Kebiasaan-kebiasaan yang mungkin bagi orang lain kurang penting, namun buat saya salah satu bekal juga untuk masa depan anak-anak. Buat saya, ketika seseorang terbiasa bercerita, entah itu secara verbal atau tulisan, itu berpengaruh juga ketika ia bertutur kata dengan orang lain.

Kembali ke masa pandemi dan kebiasaan yang akhirnya dilakukan anak-anak. Buat saya akhirnya membantu saat ajaran baru di mulai kembali. Anak-anak tidak merasakan berat ketika akhirnya mulai jam 7 mereka harus sudah mandi dan siap di depan laptop. Ketika mereka akhirnya melakukan sholat dhuha, dan kemudian mereka siap melakukan tartil bersama ustadz sesuai kelas mereka masing-masing.

Tentu tidak mudah jika sebelumnya mereka dengan seenaknya bangun siang, kemudian tidak pernah belajar dan bermain terus. 

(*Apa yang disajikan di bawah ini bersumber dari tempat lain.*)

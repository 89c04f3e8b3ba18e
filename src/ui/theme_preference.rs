// SPDX-License-Identifier: MPL-2.0
//! Persistent color-scheme preference component.
//!
//! This is the single source of truth for the selected [`ColorSchemeMode`].
//! Every mutation goes through [`ThemePreference::set`], which persists the
//! value and returns the [`SchemeEffects`] to push to every observer: the two
//! dark-style resources and however many selector controls the current layout
//! renders (the wide layout has one in the sidebar, the compact layout one in
//! the drawer menu; a layout may also render none).
//!
//! Storage failures are tolerated: an unreadable store degrades to the `auto`
//! default for the session, an unwritable store keeps the in-memory value so
//! the UI stays consistent until the process exits.

use crate::application::port::PreferenceStore;
use crate::domain::scheme::{self, ColorSchemeMode, SchemeEffects};

/// Fixed key under which the mode is persisted.
pub const COLOR_SCHEME_KEY: &str = "color-scheme";

/// Color-scheme preference backed by a [`PreferenceStore`].
#[derive(Debug)]
pub struct ThemePreference<S> {
    store: S,
    mode: ColorSchemeMode,
}

impl<S: PreferenceStore> ThemePreference<S> {
    /// Loads the persisted mode from `store`.
    ///
    /// An absent key, an unreadable store, or an unrecognized stored value
    /// all fall back to [`ColorSchemeMode::Auto`]; loading never fails.
    pub fn load(store: S) -> Self {
        let mode = match store.get(COLOR_SCHEME_KEY) {
            Ok(Some(raw)) => ColorSchemeMode::from_stored(&raw),
            Ok(None) | Err(_) => ColorSchemeMode::Auto,
        };
        Self { store, mode }
    }

    /// Returns the current mode.
    #[must_use]
    pub fn mode(&self) -> ColorSchemeMode {
        self.mode
    }

    /// Selects `mode`, persists it, and returns the effects to apply.
    ///
    /// The persisted entry is overwritten (last-write-wins); a write failure
    /// is swallowed and the selection still takes effect for this session.
    pub fn set(&mut self, mode: ColorSchemeMode, system_dark: bool) -> SchemeEffects {
        self.mode = mode;
        let _ = self.store.set(COLOR_SCHEME_KEY, mode.as_str());
        self.effects(system_dark)
    }

    /// Computes the effects of the current mode without mutating anything.
    ///
    /// Used at startup and whenever the system preference changes while the
    /// mode is `Auto` (live tracking).
    #[must_use]
    pub fn effects(&self, system_dark: bool) -> SchemeEffects {
        scheme::apply(self.mode, system_dark)
    }
}

#[cfg(test)]
mod tests {
    use super::*;
    use crate::test_utils::MemoryStore;

    #[test]
    fn fresh_store_defaults_to_auto() {
        let pref = ThemePreference::load(MemoryStore::new());
        assert_eq!(pref.mode(), ColorSchemeMode::Auto);
    }

    #[test]
    fn load_reads_persisted_mode() {
        let store = MemoryStore::new();
        store.seed(COLOR_SCHEME_KEY, "dark");
        let pref = ThemePreference::load(store);
        assert_eq!(pref.mode(), ColorSchemeMode::Dark);
    }

    #[test]
    fn load_treats_unrecognized_value_as_auto() {
        let store = MemoryStore::new();
        store.seed(COLOR_SCHEME_KEY, "sepia");
        let pref = ThemePreference::load(store);
        assert_eq!(pref.mode(), ColorSchemeMode::Auto);
    }

    #[test]
    fn load_tolerates_unreadable_store() {
        let mut store = MemoryStore::new();
        store.fail_reads = true;
        let pref = ThemePreference::load(store);
        assert_eq!(pref.mode(), ColorSchemeMode::Auto);
    }

    #[test]
    fn set_persists_under_the_fixed_key() {
        let store = MemoryStore::new();
        let mut pref = ThemePreference::load(store.clone());

        pref.set(ColorSchemeMode::Dark, false);
        assert_eq!(store.raw(COLOR_SCHEME_KEY), Some("dark".to_string()));
    }

    #[test]
    fn set_is_idempotent() {
        let store = MemoryStore::new();
        let mut pref = ThemePreference::load(store.clone());

        let first = pref.set(ColorSchemeMode::Light, true);
        let second = pref.set(ColorSchemeMode::Light, true);

        assert_eq!(first, second);
        assert_eq!(store.raw(COLOR_SCHEME_KEY), Some("light".to_string()));
    }

    #[test]
    fn persistence_round_trips_across_relaunch() {
        let store = MemoryStore::new();
        let mut pref = ThemePreference::load(store.clone());
        pref.set(ColorSchemeMode::Dark, false);

        // A second load over the same backing map simulates a fresh launch.
        let relaunched = ThemePreference::load(store);
        assert_eq!(relaunched.mode(), ColorSchemeMode::Dark);
    }

    #[test]
    fn write_failure_keeps_session_value() {
        let mut store = MemoryStore::new();
        store.fail_writes = true;
        let mut pref = ThemePreference::load(store.clone());

        let effects = pref.set(ColorSchemeMode::Dark, false);
        assert_eq!(pref.mode(), ColorSchemeMode::Dark);
        assert!(effects.dark_theme_active);
        assert_eq!(store.raw(COLOR_SCHEME_KEY), None);
    }

    #[test]
    fn effects_report_mode_for_every_selector() {
        let mut pref = ThemePreference::load(MemoryStore::new());
        for mode in ColorSchemeMode::ALL {
            let effects = pref.set(mode, true);
            // Whatever number of selector controls a layout renders, they all
            // display this one value.
            assert_eq!(effects.selector_value, mode);
        }
    }

    #[test]
    fn auto_effects_follow_system_preference() {
        let pref = ThemePreference::load(MemoryStore::new());
        assert!(pref.effects(true).dark_theme_active);
        assert!(!pref.effects(false).dark_theme_active);
    }

    #[test]
    fn dark_selection_scenario() {
        // User selects dark, resources activate regardless of system, the
        // store holds "dark", and a reload still yields dark.
        let store = MemoryStore::new();
        let mut pref = ThemePreference::load(store.clone());

        let effects = pref.set(ColorSchemeMode::Dark, false);
        assert!(effects.dark_theme_active);
        assert!(effects.dark_highlight_active);
        assert_eq!(store.raw(COLOR_SCHEME_KEY), Some("dark".to_string()));

        let reloaded = ThemePreference::load(store);
        assert_eq!(reloaded.mode(), ColorSchemeMode::Dark);
        assert!(reloaded.effects(false).dark_theme_active);
    }
}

Apakah mereka mengeluh? Awal ketika saya mulai mengajak mereka belajar sesuai dengan jadwal yang saya buat memang tidak bisa fokus, dan sedikit sedikit mengeluh capek. Namun ketika tahun ajaran baru dimulai dan dari sekolah sudah ada jadwal belajar teratur, ya mereka bisa mengikuti dengan mudah. Dan sampai saat ini, walau mungkin dari sekolah ada kelonggaran mengumpulkan tugas sampai dengan jam 10 malam, tapi saya selalu menerapkan mereka belajar sesuai jadwal (walau kadang materi dan tugas masuk kadang terlambat, hehe).

Kebiasaan-kebiasaan ini buat saya penting, dan jika sudah berjalan walau awalnya tidak mudah pasti bisa kok. Dan buat saya ini dapat juga mengurangi tingkat stress pada emak loh, karena anak lebih kooperatif.